Once this is all done I'll be left with 4 Pi4b's, and an nVidia Shield. The Pi's are easy to re-use...the new house will have security running on the garage (I have a lot of expensive bikes), so 1 or 2 of them will be running Motioneye along with some RTMP-based cameras...very similar ro what they are alrady doing.

I will probably convert one into a NextCloud server, initially with an array of cheap HDD's. I'm still fairly sure at some point all the "free" hosting options will vanish (for example, the photo backup to Google Pictures is now only free as I have a Pixel phone...Google continue to Push their One solution), and if you look at the current squeeze on streaming providers (Netflix being the main example, thoguh other providers are also removing content to reduce the amount of royalties they pay) I can definitely see having a Plan B is good. Long-term, I'll probably go to a proper NAS solution, but Pi's are great for testing the water and reusing cheap hardware.

The 4th Pi will probably become a torrent-box. This is currently done with a laptop, however thats not an ideal always-on solution, and is not that power-efficient. A 64-bit Rasbian Pi running Deluge and ExpressVPN is a far more practical option.

As for the nVidia Shield, it turns any TV into a top-end smart TV, complete with remote etc, so it will probably be installed in either the garage of the new house (where there will be a wall-mounted TV for use with the Wattbike, which will be living out there) or the "Snug", which will also have a TV installed.

In terms of "where does all this go in the new house?", my plan is to have power run out to the garage (as I want to use it as a bike workshop), and I'm hoping to get a network cable run out at the same time. I can then have all the "always on" PC's out there, where fan nose and HDD clicking is no concern. This also doubles-down on the need to be able to maintain them via terminal and SSH rather than directly via keyboard/mouse/screen.


I'm utterly impressed with your set up. Cloud storage for us is just another small sub outgoing that I'm happy to pay. I don't need to manage photos on Kate/Felix phones and all our documents (some are large) are there. Works for us but I totally see where you're coming from.

I like your idea as a garage media center, that's awesome!

brainwipe's picture

I think it's fine while streaming services are still there...however if you look at their financials, most are either non-profit making, or actively making a loss. For example Spotify regularly loses millions each quarter. There is no assurance these companies will continue to exist in the long term...right now it's an arms race for customers, and then if/when the "winners" beat the others into financial submission they'll ramp up costs to recoup the lost revenue over the years of fighting.

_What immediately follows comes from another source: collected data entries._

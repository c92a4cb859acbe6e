use crate::shared::frame::Frame;

/// Supplies frames and key presses to the display loop.
///
/// A camera, a video file or a directory of stills all fit behind this.
pub trait FrameSource {
    /// Next frame in capture order, or `None` when the source is exhausted.
    fn next_frame(&mut self) -> Option<Result<Frame, Box<dyn std::error::Error>>>;

    /// Key pressed since the last call, if any.
    fn poll_key(&mut self) -> Option<char>;
}
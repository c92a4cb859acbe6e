use crate::overlay::domain::annotation::Annotation;
use crate::shared::constants::DEFAULT_FADE_STEP;

/// Fade values at or below this are treated as fully faded.
const FADE_EPSILON: f64 = 1e-9;

/// Owns the annotations currently on screen.
///
/// Decay (`tick`) and rendering (`snapshot`) are separate: reading a snapshot
/// never changes fade, and `tick` must be called exactly once per displayed
/// frame.
#[derive(Debug)]
pub struct AnnotationRegistry {
    annotations: Vec<Annotation>,
    fade_step: f64,
}

impl AnnotationRegistry {
    pub fn new(fade_step: f64) -> Result<Self, &'static str> {
        if !(fade_step > 0.0 && fade_step <= 1.0) {
            return Err("fade_step must be in (0, 1]");
        }
        Ok(Self {
            annotations: Vec::new(),
            fade_step,
        })
    }

    pub fn fade_step(&self) -> f64 {
        self.fade_step
    }

    /// Appends an annotation; insertion order is kept for rendering.
    pub fn add(&mut self, annotation: Annotation) {
        self.annotations.push(annotation);
    }

    /// Decays every annotation by one step and drops the fully faded ones.
    pub fn tick(&mut self) {
        let step = self.fade_step;
        for a in &mut self.annotations {
            a.decay(step, FADE_EPSILON);
        }
        let before = self.annotations.len();
        self.annotations.retain(|a| !a.is_faded());
        let removed = before - self.annotations.len();
        if removed > 0 {
            log::debug!(
                "Pruned {removed} faded annotation(s), {} remaining",
                self.annotations.len()
            );
        }
    }

    /// Current annotations in insertion order. The iterator is cloneable, so
    /// it can be walked more than once.
    pub fn snapshot(&self) -> impl Iterator<Item = &Annotation> + Clone + '_ {
        self.annotations.iter()
    }

    pub fn len(&self) -> usize {
        self.annotations.len()
    }

    pub fn is_empty(&self) -> bool {
        self.annotations.is_empty()
    }

    pub fn clear(&mut self) {
        self.annotations.clear();
    }
}

impl Default for AnnotationRegistry {
    fn default() -> Self {
        Self {
            annotations: Vec::new(),
            fade_step: DEFAULT_FADE_STEP,
        }
    }
}

#[cfg(test)]
mod tests {
    use super::*;
    use crate::shared::geometry::PixelRect;
    use approx::assert_relative_eq;
    use rstest::rstest;

    fn annotation(caption: &str) -> Annotation {
        Annotation::new(
            PixelRect {
                top: 10,
                left: 10,
                right: 50,
                bottom: 60,
            },
            vec![],
            caption,
        )
    }

    #[test]
    fn test_default_step() {
        assert_relative_eq!(AnnotationRegistry::default().fade_step(), 0.05);
    }

    #[rstest]
    #[case::zero(0.0)]
    #[case::negative(-0.5)]
    #[case::too_large(1.01)]
    #[case::nan(f64::NAN)]
    fn test_invalid_step_rejected(#[case] step: f64) {
        assert!(AnnotationRegistry::new(step).is_err());
    }

    #[test]
    fn test_add_preserves_order() {
        let mut registry = AnnotationRegistry::default();
        registry.add(annotation("a"));
        registry.add(annotation("b"));
        registry.add(annotation("c"));
        let captions: Vec<_> = registry.snapshot().map(|a| a.caption.as_str()).collect();
        assert_eq!(captions, vec!["a", "b", "c"]);
    }

    #[test]
    fn test_tick_on_empty_registry() {
        let mut registry = AnnotationRegistry::default();
        registry.tick();
        assert!(registry.is_empty());
    }

    #[rstest]
    #[case(0.05)]
    #[case(0.07)]
    #[case(0.1)]
    #[case(0.3)]
    #[case(1.0 / 3.0)]
    #[case(1.0)]
    fn test_removed_after_ceil_inverse_step_ticks(#[case] step: f64) {
        let mut registry = AnnotationRegistry::new(step).unwrap();
        registry.add(annotation("face"));
        let ticks = (1.0 / step).ceil() as usize;

        for _ in 0..ticks - 1 {
            registry.tick();
        }
        assert_eq!(registry.len(), 1, "still visible one tick early");

        registry.tick();
        assert!(registry.is_empty());
    }

    #[rstest]
    #[case(1)]
    #[case(5)]
    #[case(13)]
    fn test_n_ticks_decay_exactly_n_steps(#[case] n: usize) {
        let step = 0.05;
        let mut registry = AnnotationRegistry::new(step).unwrap();
        registry.add(annotation("face"));
        for _ in 0..n {
            registry.tick();
        }
        let fade = registry.snapshot().next().unwrap().fade();
        assert_relative_eq!(fade, 1.0 - n as f64 * step, epsilon = 1e-12);
    }

    #[test]
    fn test_snapshot_does_not_mutate_fade() {
        let mut registry = AnnotationRegistry::new(0.1).unwrap();
        registry.add(annotation("face"));
        registry.tick();

        for _ in 0..10 {
            assert_eq!(registry.snapshot().count(), 1);
        }
        assert_relative_eq!(registry.snapshot().next().unwrap().fade(), 0.9, epsilon = 1e-12);
    }

    #[test]
    fn test_snapshot_is_restartable() {
        let mut registry = AnnotationRegistry::default();
        registry.add(annotation("a"));
        registry.add(annotation("b"));
        let snap = registry.snapshot();
        let first: Vec<_> = snap.clone().map(|a| a.caption.clone()).collect();
        let second: Vec<_> = snap.map(|a| a.caption.clone()).collect();
        assert_eq!(first, second);
    }

    #[test]
    fn test_staggered_annotations_expire_independently() {
        let mut registry = AnnotationRegistry::new(0.25).unwrap();
        registry.add(annotation("old"));
        registry.tick();
        registry.tick();
        registry.add(annotation("new"));

        registry.tick();
        registry.tick(); // "old" has had 4 ticks

        let captions: Vec<_> = registry.snapshot().map(|a| a.caption.clone()).collect();
        assert_eq!(captions, vec!["new"]);
        assert_relative_eq!(registry.snapshot().next().unwrap().fade(), 0.5);
    }

    #[test]
    fn test_fade_stays_in_unit_interval() {
        let mut registry = AnnotationRegistry::new(0.3).unwrap();
        registry.add(annotation("face"));
        for _ in 0..3 {
            registry.tick();
            for a in registry.snapshot() {
                assert!((0.0..=1.0).contains(&a.fade()));
            }
        }
    }

    #[test]
    fn test_clear() {
        let mut registry = AnnotationRegistry::default();
        registry.add(annotation("a"));
        registry.clear();
        assert!(registry.is_empty());
        assert_eq!(registry.len(), 0);
    }
}
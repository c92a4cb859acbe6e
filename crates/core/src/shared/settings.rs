use std::fs;
use std::path::{Path, PathBuf};

use serde::{Deserialize, Serialize};
use thiserror::Error;

use crate::shared::constants::{
    DEFAULT_COLLECTION_ID, DEFAULT_FADE_STEP, DEFAULT_MAX_FACES, DEFAULT_MAX_WORKERS,
    DEFAULT_REGION,
};

#[derive(Error, Debug)]
pub enum SettingsError {
    #[error("failed to read settings from {path}: {source}")]
    Read {
        path: PathBuf,
        #[source]
        source: std::io::Error,
    },
    #[error("failed to write settings to {path}: {source}")]
    Write {
        path: PathBuf,
        #[source]
        source: std::io::Error,
    },
    #[error("invalid settings in {path}: {source}")]
    Parse {
        path: PathBuf,
        #[source]
        source: serde_json::Error,
    },
    #[error("fade step must be in (0, 1], got {0}")]
    FadeStep(f64),
    #[error("max workers must be at least 1")]
    MaxWorkers,
}

/// Session configuration shared by the CLI and the overlay session.
///
/// Missing keys in a settings file fall back to the defaults below.
#[derive(Debug, Clone, PartialEq, Serialize, Deserialize)]
#[serde(default)]
pub struct OverlaySettings {
    pub region: String,
    /// Overrides the regional service endpoint (e.g. a local signing proxy).
    pub endpoint: Option<String>,
    pub collection_id: String,
    pub fade_step: f64,
    pub max_workers: usize,
    pub max_faces: u32,
    /// Name used when enrolling from the interactive session.
    pub face_name: Option<String>,
    /// Show each recognized face crop in its own preview as results arrive.
    pub show_crop_previews: bool,
}

impl Default for OverlaySettings {
    fn default() -> Self {
        Self {
            region: DEFAULT_REGION.to_string(),
            endpoint: None,
            collection_id: DEFAULT_COLLECTION_ID.to_string(),
            fade_step: DEFAULT_FADE_STEP,
            max_workers: DEFAULT_MAX_WORKERS,
            max_faces: DEFAULT_MAX_FACES,
            face_name: None,
            show_crop_previews: false,
        }
    }
}

impl OverlaySettings {
    /// Platform config location: `<config_dir>/Rekognition Overlay/settings.json`.
    pub fn default_path() -> Option<PathBuf> {
        dirs::config_dir().map(|d| d.join("Rekognition Overlay").join("settings.json"))
    }

    /// Loads from the default location, or defaults when there is no file.
    pub fn load() -> Result<Self, SettingsError> {
        match Self::default_path() {
            Some(path) if path.exists() => Self::load_from(&path),
            _ => Ok(Self::default()),
        }
    }

    pub fn load_from(path: &Path) -> Result<Self, SettingsError> {
        let json = fs::read_to_string(path).map_err(|e| SettingsError::Read {
            path: path.to_path_buf(),
            source: e,
        })?;
        let settings: Self = serde_json::from_str(&json).map_err(|e| SettingsError::Parse {
            path: path.to_path_buf(),
            source: e,
        })?;
        settings.validate()?;
        Ok(settings)
    }

    pub fn save_to(&self, path: &Path) -> Result<(), SettingsError> {
        let write_err = |e: std::io::Error| SettingsError::Write {
            path: path.to_path_buf(),
            source: e,
        };
        if let Some(parent) = path.parent() {
            fs::create_dir_all(parent).map_err(write_err)?;
        }
        let json = serde_json::to_string_pretty(self).map_err(|e| SettingsError::Parse {
            path: path.to_path_buf(),
            source: e,
        })?;
        fs::write(path, json).map_err(write_err)
    }

    pub fn validate(&self) -> Result<(), SettingsError> {
        if !(self.fade_step > 0.0 && self.fade_step <= 1.0) {
            return Err(SettingsError::FadeStep(self.fade_step));
        }
        if self.max_workers == 0 {
            return Err(SettingsError::MaxWorkers);
        }
        Ok(())
    }

    /// Service endpoint: the override if set, else the regional default.
    pub fn service_endpoint(&self) -> String {
        self.endpoint
            .clone()
            .unwrap_or_else(|| format!("https://rekognition.{}.amazonaws.com", self.region))
    }
}

#[cfg(test)]
mod tests {
    use super::*;
    use approx::assert_relative_eq;
    use rstest::rstest;
    use tempfile::TempDir;

    #[test]
    fn test_defaults() {
        let s = OverlaySettings::default();
        assert_eq!(s.region, "eu-west-1");
        assert_eq!(s.collection_id, "faces");
        assert_relative_eq!(s.fade_step, 0.05);
        assert_eq!(s.max_workers, 8);
        assert_eq!(s.max_faces, 1);
        assert!(s.face_name.is_none());
        assert!(s.validate().is_ok());
    }

    #[test]
    fn test_service_endpoint_uses_region() {
        let s = OverlaySettings {
            region: "us-east-1".into(),
            ..OverlaySettings::default()
        };
        assert_eq!(
            s.service_endpoint(),
            "https://rekognition.us-east-1.amazonaws.com"
        );
    }

    #[test]
    fn test_service_endpoint_override() {
        let s = OverlaySettings {
            endpoint: Some("http://localhost:4566".into()),
            ..OverlaySettings::default()
        };
        assert_eq!(s.service_endpoint(), "http://localhost:4566");
    }

    #[test]
    fn test_save_then_load() {
        let tmp = TempDir::new().unwrap();
        let path = tmp.path().join("nested").join("settings.json");
        let s = OverlaySettings {
            collection_id: "office".into(),
            fade_step: 0.1,
            face_name: Some("lee".into()),
            ..OverlaySettings::default()
        };
        s.save_to(&path).unwrap();
        assert_eq!(OverlaySettings::load_from(&path).unwrap(), s);
    }

    #[test]
    fn test_partial_file_uses_defaults() {
        let tmp = TempDir::new().unwrap();
        let path = tmp.path().join("settings.json");
        fs::write(&path, r#"{"collection_id": "office"}"#).unwrap();

        let s = OverlaySettings::load_from(&path).unwrap();

        assert_eq!(s.collection_id, "office");
        assert_eq!(s.region, "eu-west-1");
        assert_eq!(s.max_workers, 8);
    }

    #[test]
    fn test_missing_file_is_read_error() {
        let tmp = TempDir::new().unwrap();
        let result = OverlaySettings::load_from(&tmp.path().join("missing.json"));
        assert!(matches!(result, Err(SettingsError::Read { .. })));
    }

    #[test]
    fn test_malformed_file_is_parse_error() {
        let tmp = TempDir::new().unwrap();
        let path = tmp.path().join("settings.json");
        fs::write(&path, "not json").unwrap();
        let result = OverlaySettings::load_from(&path);
        assert!(matches!(result, Err(SettingsError::Parse { .. })));
    }

    #[rstest]
    #[case::zero(0.0)]
    #[case::negative(-0.1)]
    #[case::above_one(1.5)]
    #[case::nan(f64::NAN)]
    fn test_invalid_fade_step_rejected(#[case] step: f64) {
        let s = OverlaySettings {
            fade_step: step,
            ..OverlaySettings::default()
        };
        assert!(matches!(s.validate(), Err(SettingsError::FadeStep(_))));
    }

    #[test]
    fn test_zero_workers_rejected() {
        let s = OverlaySettings {
            max_workers: 0,
            ..OverlaySettings::default()
        };
        assert!(matches!(s.validate(), Err(SettingsError::MaxWorkers)));
    }
}
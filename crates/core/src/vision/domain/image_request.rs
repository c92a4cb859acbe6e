use crate::shared::constants::DEFAULT_BUCKET;
use crate::vision::domain::vision_error::VisionError;

/// Reference to an image already stored in an object bucket.
#[derive(Clone, Debug, PartialEq, Eq)]
pub struct StoredImage {
    pub bucket: String,
    pub key: String,
}

impl StoredImage {
    pub fn new(bucket: impl Into<String>, key: impl Into<String>) -> Self {
        Self {
            bucket: bucket.into(),
            key: key.into(),
        }
    }

    pub fn in_default_bucket(key: impl Into<String>) -> Self {
        Self::new(DEFAULT_BUCKET, key)
    }
}

/// The image argument of every vision service call.
#[derive(Clone, Debug, PartialEq, Eq)]
pub enum ImageRequest {
    Stored(StoredImage),
    /// Encoded image bytes (JPEG/PNG).
    Bytes(Vec<u8>),
}

/// Builds an image request from exactly one of a stored reference or raw bytes.
///
/// Supplying both or neither is an `InvalidArgument` error, so a malformed
/// call never reaches the service.
pub fn build_image_request(
    stored: Option<StoredImage>,
    bytes: Option<Vec<u8>>,
) -> Result<ImageRequest, VisionError> {
    match (stored, bytes) {
        (Some(stored), None) => Ok(ImageRequest::Stored(stored)),
        (None, Some(bytes)) => Ok(ImageRequest::Bytes(bytes)),
        (Some(_), Some(_)) => Err(VisionError::InvalidArgument(
            "stored image and image bytes are mutually exclusive".into(),
        )),
        (None, None) => Err(VisionError::InvalidArgument(
            "either a stored image or image bytes must be provided".into(),
        )),
    }
}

For non-media storage, I've currently got about 20Gb stored in "free" cloud options, and another 500Gb on local archive. I've got about 1Tb of local media (mainly raw video footage from various projects) that needs a better home than a large USB drive. Looking at consumer cloud storage, that's about £100-120 a year. add on a couple of media streaming services (currently £10.99 for Spotify, and ~£8-10 for each video service you want (Netflix, Amazon Prime, Disney, Apple TV, Paramount Plus, Sky, Hulu...etc etc)) a "small fee" each month can quickly become £4-500/year.

If I'd known what I was doing back in 2020 I probably would have gone for a more powerful solution immediately...the Raspberry Pi phase was needed to get a level of confidence in non-Windows OS'es. I must admit I find Raspberry Pi's incredible devices. Just checking now, and the ones I have running the security cameras are reporting an uptime of 123 Days (almost certainly the last time I did an update run) , with 38% average load...and that's passively cooled on a 5v/3A shared power connection. When I think back to poor Boris under a chair at Highmead, I think he did well with an uptime of 23 Days!